= Directions =
Number of lines below with "info": work it out and reply with that number only.

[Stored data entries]

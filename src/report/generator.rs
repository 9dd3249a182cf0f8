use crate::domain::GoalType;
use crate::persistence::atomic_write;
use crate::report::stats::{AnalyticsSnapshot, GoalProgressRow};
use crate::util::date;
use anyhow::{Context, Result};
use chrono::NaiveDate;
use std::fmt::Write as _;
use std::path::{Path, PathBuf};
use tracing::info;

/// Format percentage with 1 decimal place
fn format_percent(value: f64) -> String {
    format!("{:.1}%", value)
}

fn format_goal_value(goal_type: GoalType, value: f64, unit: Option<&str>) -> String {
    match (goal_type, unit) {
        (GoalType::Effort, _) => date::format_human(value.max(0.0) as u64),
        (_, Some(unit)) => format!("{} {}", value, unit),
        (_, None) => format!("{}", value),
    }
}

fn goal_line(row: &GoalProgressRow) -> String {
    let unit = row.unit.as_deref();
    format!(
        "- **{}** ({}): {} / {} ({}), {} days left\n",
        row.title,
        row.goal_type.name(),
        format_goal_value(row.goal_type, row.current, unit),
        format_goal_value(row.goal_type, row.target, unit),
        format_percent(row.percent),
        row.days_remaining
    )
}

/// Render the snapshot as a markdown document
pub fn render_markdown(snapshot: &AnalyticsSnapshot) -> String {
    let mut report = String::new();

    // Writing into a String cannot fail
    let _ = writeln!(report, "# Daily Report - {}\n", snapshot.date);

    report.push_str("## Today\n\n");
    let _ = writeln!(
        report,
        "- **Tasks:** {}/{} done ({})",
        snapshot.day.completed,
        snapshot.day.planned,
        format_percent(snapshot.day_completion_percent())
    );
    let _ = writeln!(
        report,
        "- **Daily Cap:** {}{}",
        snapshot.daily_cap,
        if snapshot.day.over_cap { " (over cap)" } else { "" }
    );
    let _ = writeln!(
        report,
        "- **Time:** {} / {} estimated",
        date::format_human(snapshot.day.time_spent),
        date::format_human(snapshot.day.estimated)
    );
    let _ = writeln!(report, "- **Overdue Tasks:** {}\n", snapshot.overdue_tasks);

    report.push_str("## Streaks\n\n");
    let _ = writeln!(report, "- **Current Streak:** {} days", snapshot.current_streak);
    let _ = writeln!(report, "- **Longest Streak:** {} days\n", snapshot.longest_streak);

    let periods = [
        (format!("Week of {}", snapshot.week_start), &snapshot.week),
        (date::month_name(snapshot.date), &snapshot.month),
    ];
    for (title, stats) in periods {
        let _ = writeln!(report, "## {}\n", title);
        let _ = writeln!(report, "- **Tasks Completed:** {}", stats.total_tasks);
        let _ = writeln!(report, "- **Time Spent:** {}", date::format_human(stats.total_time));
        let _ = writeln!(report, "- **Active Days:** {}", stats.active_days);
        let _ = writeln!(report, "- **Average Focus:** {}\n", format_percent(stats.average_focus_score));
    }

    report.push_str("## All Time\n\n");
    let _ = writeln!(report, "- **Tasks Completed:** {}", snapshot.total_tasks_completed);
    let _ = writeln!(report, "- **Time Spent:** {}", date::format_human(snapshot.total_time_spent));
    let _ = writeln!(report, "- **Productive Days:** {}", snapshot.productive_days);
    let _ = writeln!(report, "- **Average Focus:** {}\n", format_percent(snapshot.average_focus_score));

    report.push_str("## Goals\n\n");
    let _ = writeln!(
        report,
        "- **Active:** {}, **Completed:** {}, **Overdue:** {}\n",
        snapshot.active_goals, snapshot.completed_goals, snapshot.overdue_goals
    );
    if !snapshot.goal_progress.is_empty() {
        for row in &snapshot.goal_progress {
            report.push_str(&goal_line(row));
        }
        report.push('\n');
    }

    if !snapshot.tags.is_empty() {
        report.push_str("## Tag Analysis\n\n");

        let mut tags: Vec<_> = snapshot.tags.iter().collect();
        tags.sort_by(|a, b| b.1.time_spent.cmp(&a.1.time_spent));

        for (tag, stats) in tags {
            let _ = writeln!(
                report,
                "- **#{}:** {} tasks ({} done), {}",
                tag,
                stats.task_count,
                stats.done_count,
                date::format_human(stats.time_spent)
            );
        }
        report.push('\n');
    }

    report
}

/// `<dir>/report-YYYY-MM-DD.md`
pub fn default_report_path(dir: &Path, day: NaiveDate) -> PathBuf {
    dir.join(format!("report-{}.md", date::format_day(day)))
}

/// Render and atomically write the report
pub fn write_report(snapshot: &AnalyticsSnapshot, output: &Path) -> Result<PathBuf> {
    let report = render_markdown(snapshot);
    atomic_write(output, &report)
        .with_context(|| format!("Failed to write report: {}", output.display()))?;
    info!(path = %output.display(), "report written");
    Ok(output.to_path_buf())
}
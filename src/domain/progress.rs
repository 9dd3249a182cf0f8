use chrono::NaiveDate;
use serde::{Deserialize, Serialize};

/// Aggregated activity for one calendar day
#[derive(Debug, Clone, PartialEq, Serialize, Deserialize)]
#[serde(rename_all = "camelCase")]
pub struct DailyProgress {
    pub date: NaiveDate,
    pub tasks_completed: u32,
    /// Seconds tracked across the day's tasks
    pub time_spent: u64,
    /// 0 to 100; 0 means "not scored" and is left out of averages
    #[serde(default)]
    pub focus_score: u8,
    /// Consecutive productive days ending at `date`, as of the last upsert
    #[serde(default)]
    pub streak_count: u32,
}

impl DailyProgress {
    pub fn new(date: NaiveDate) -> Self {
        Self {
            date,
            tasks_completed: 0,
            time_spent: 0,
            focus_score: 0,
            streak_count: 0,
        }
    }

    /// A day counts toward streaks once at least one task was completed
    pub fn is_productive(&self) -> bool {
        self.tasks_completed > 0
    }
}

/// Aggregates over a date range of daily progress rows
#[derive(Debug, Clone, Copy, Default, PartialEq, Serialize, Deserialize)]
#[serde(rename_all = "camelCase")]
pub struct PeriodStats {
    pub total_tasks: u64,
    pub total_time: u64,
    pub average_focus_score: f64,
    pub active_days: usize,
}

= Exercise output =
2